What do you mean by "64-Bits headers"? How are the headers different? What error are you getting? For the record I build on windows using MYS2 64bit all the time with no problems. -- chris
On 17/03/2017 09:01, Andrej Georgi via Boost-users wrote:
I try to build Boost on MSYS2-64Bit which includes 64-Bit headers of windows. Boost is calling a 32-Bit variant of windows API even when Boost is configured to build 64-Bit.
There is a 64Bit pre build variant of Boost on sourceforge. That seems to run only in visual studio? Does it use a 32 Bit API as well?
This seems like either a misunderstanding or misreporting. The Windows headers are not "32-bit" or "64-bit". They are both. A 32-bit process will call 32-bit APIs. A 64-bit process will call 64-bit APIs. It is completely impossible to do anything else. The APIs have the same names and are implemented in libraries with the same names (and apparently in the same path, although actually in a different path, due to Windows trickery). The only differences are that the parameter sizes for *some* of the APIs are different, as they use 64-bit integers and pointers in some places instead of 32-bit ones. Pointer parameters will Just Work™. Integer parameters need to be explicitly specified as either one size, the other size, or both sizes (which one is actually used then depending on the target address model). If they're specified incorrectly then code is likely to crash or otherwise misbehave. If you think that Boost has somehow mis-specified one or more of these, you should be explicit about it, including both your Boost version and which ones you think are incorrect or what errors you're getting. Most likely, though, you're just compiling something incorrectly and/or trying to link 32-bit and 64-bit code together.

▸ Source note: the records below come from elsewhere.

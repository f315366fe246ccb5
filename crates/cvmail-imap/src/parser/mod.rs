//! Sans-I/O parser for server responses.
//!
//! The parser understands the responses the client acts on (status lines,
//! `SEARCH`, `STATUS`, `EXISTS` and `FETCH`); everything else is reported as
//! [`UntaggedResponse::Other`].
//!
//! ```
//! use cvmail_imap::parser::{Response, ResponseParser, UntaggedResponse};
//!
//! let response = ResponseParser::parse(b"* SEARCH 2 4 9\r\n").unwrap();
//! match response {
//!     Response::Untagged(UntaggedResponse::Search(ids)) => assert_eq!(ids.len(), 3),
//!     _ => panic!("expected SEARCH"),
//! }
//! ```

#![allow(clippy::missing_errors_doc)]

mod fetch;
mod lexer;

pub use fetch::FetchData;
pub use lexer::Lexer;

use crate::types::{SeqNum, Status, Tag};
use crate::{Error, Result};

/// A parsed server response.
#[derive(Debug, Clone, PartialEq, Eq)]
pub enum Response {
    /// Command completion.
    Tagged {
        /// The command tag.
        tag: Tag,
        /// Completion status.
        status: Status,
        /// Human-readable text, including any bracketed response code.
        text: String,
    },
    /// Server data.
    Untagged(UntaggedResponse),
}

/// Untagged server data.
#[derive(Debug, Clone, PartialEq, Eq)]
pub enum UntaggedResponse {
    /// `* OK|NO|BAD|PREAUTH|BYE text`.
    Status {
        /// Condition keyword.
        status: Status,
        /// Text after the keyword.
        text: String,
    },
    /// `* SEARCH n...`.
    Search(Vec<SeqNum>),
    /// `* STATUS mailbox (MESSAGES n ...)`.
    MailboxStatus {
        /// Mailbox the counters belong to.
        mailbox: String,
        /// Value of `MESSAGES`, when reported.
        messages: Option<u32>,
    },
    /// `* n EXISTS`.
    Exists(u32),
    /// `* n FETCH (...)`.
    Fetch {
        /// Sequence number of the message.
        seq: SeqNum,
        /// Items of interest.
        data: FetchData,
    },
    /// Anything else (CAPABILITY, FLAGS, RECENT, EXPUNGE, ...).
    Other(String),
}

/// Response parser.
pub struct ResponseParser;

impl ResponseParser {
    /// Parses one framed response.
    pub fn parse(input: &[u8]) -> Result<Response> {
        let mut lexer = Lexer::new(input);

        match lexer.peek() {
            Some(b'*') => {
                lexer.advance();
                lexer.expect_space()?;
                Self::parse_untagged(&mut lexer).map(Response::Untagged)
            }
            Some(_) => Self::parse_tagged(&mut lexer),
            None => Err(Error::Parse {
                position: 0,
                message: "empty response".to_string(),
            }),
        }
    }

    fn parse_tagged(lexer: &mut Lexer<'_>) -> Result<Response> {
        let tag = lexer.read_atom()?.to_string();
        lexer.expect_space()?;
        let keyword = lexer.read_atom()?;
        let status = Status::parse(keyword)
            .ok_or_else(|| lexer.error(format!("unknown completion status {keyword}")))?;
        lexer.skip_spaces();

        Ok(Response::Tagged {
            tag: Tag::new(tag),
            status,
            text: lexer.read_text(),
        })
    }

    fn parse_untagged(lexer: &mut Lexer<'_>) -> Result<UntaggedResponse> {
        if lexer.peek().is_some_and(|b| b.is_ascii_digit()) {
            return Self::parse_numbered(lexer);
        }

        let keyword = lexer.read_atom()?.to_ascii_uppercase();
        if let Some(status) = Status::parse(&keyword) {
            lexer.skip_spaces();
            return Ok(UntaggedResponse::Status {
                status,
                text: lexer.read_text(),
            });
        }

        match keyword.as_str() {
            "SEARCH" => Self::parse_search(lexer),
            "STATUS" => Self::parse_mailbox_status(lexer),
            _ => {
                let rest = lexer.read_text();
                Ok(UntaggedResponse::Other(
                    format!("{keyword} {rest}").trim_end().to_string(),
                ))
            }
        }
    }

    /// `* n EXISTS`, `* n FETCH (...)`, `* n RECENT`, `* n EXPUNGE`.
    fn parse_numbered(lexer: &mut Lexer<'_>) -> Result<UntaggedResponse> {
        let n = lexer.read_number()?;
        lexer.expect_space()?;
        let keyword = lexer.read_atom()?.to_ascii_uppercase();

        match keyword.as_str() {
            "EXISTS" => Ok(UntaggedResponse::Exists(n)),
            "FETCH" => {
                let seq =
                    SeqNum::new(n).ok_or_else(|| lexer.error("FETCH for sequence number 0"))?;
                lexer.expect_space()?;
                let data = fetch::parse_fetch_data(lexer)?;
                Ok(UntaggedResponse::Fetch { seq, data })
            }
            _ => Ok(UntaggedResponse::Other(format!("{n} {keyword}"))),
        }
    }

    fn parse_search(lexer: &mut Lexer<'_>) -> Result<UntaggedResponse> {
        let mut ids = Vec::new();
        loop {
            lexer.skip_spaces();
            if lexer.at_line_end() || !lexer.peek().is_some_and(|b| b.is_ascii_digit()) {
                break;
            }
            let n = lexer.read_number()?;
            ids.extend(SeqNum::new(n));
        }
        Ok(UntaggedResponse::Search(ids))
    }

    fn parse_mailbox_status(lexer: &mut Lexer<'_>) -> Result<UntaggedResponse> {
        lexer.expect_space()?;
        let mailbox = lexer.read_astring()?;
        lexer.skip_spaces();
        lexer.expect(b'(')?;

        let mut messages = None;
        loop {
            lexer.skip_spaces();
            if lexer.peek() == Some(b')') {
                lexer.advance();
                break;
            }
            let item = lexer.read_atom()?.to_ascii_uppercase();
            lexer.expect_space()?;
            let value = lexer.read_number()?;
            if item == "MESSAGES" {
                messages = Some(value);
            }
        }

        Ok(UntaggedResponse::MailboxStatus { mailbox, messages })
    }
}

Thank you for your reply Gavin and the helpfull informations. I found a preliminary solution for my problem. MSYS2 has a prebuild Boost package. The problem seems to be the compiler which complained about typecasting from "long" to "DWORD". The result was an incorrect choice for an overloaded function. Yes MSYS2 header include overloaded 32 Bit windows functions which use _int64 in contrast to original windows. The compiler prefered __int64 over DWORD for long. There are different solutions to this problem. Anyway I doupt the MSYS2 system can compile Boost becorse _beginthreadex() is missing in process.h. This could be a configuration problem as well I will investigate later if needed. Basicaly I don't need 64Bit API but in case 32 Bit will disapear I don't want to migrate my old code. For Boost to realy implement 64-Bit "long long" types are needed in the API instead of "long". Am 17.03.2017 um 00:51 schrieb Gavin Lambert via Boost-users:
On 17/03/2017 09:01, Andrej Georgi via Boost-users wrote:
I try to build Boost on MSYS2-64Bit which includes 64-Bit headers of windows. Boost is calling a 32-Bit variant of windows API even when Boost is configured to build 64-Bit.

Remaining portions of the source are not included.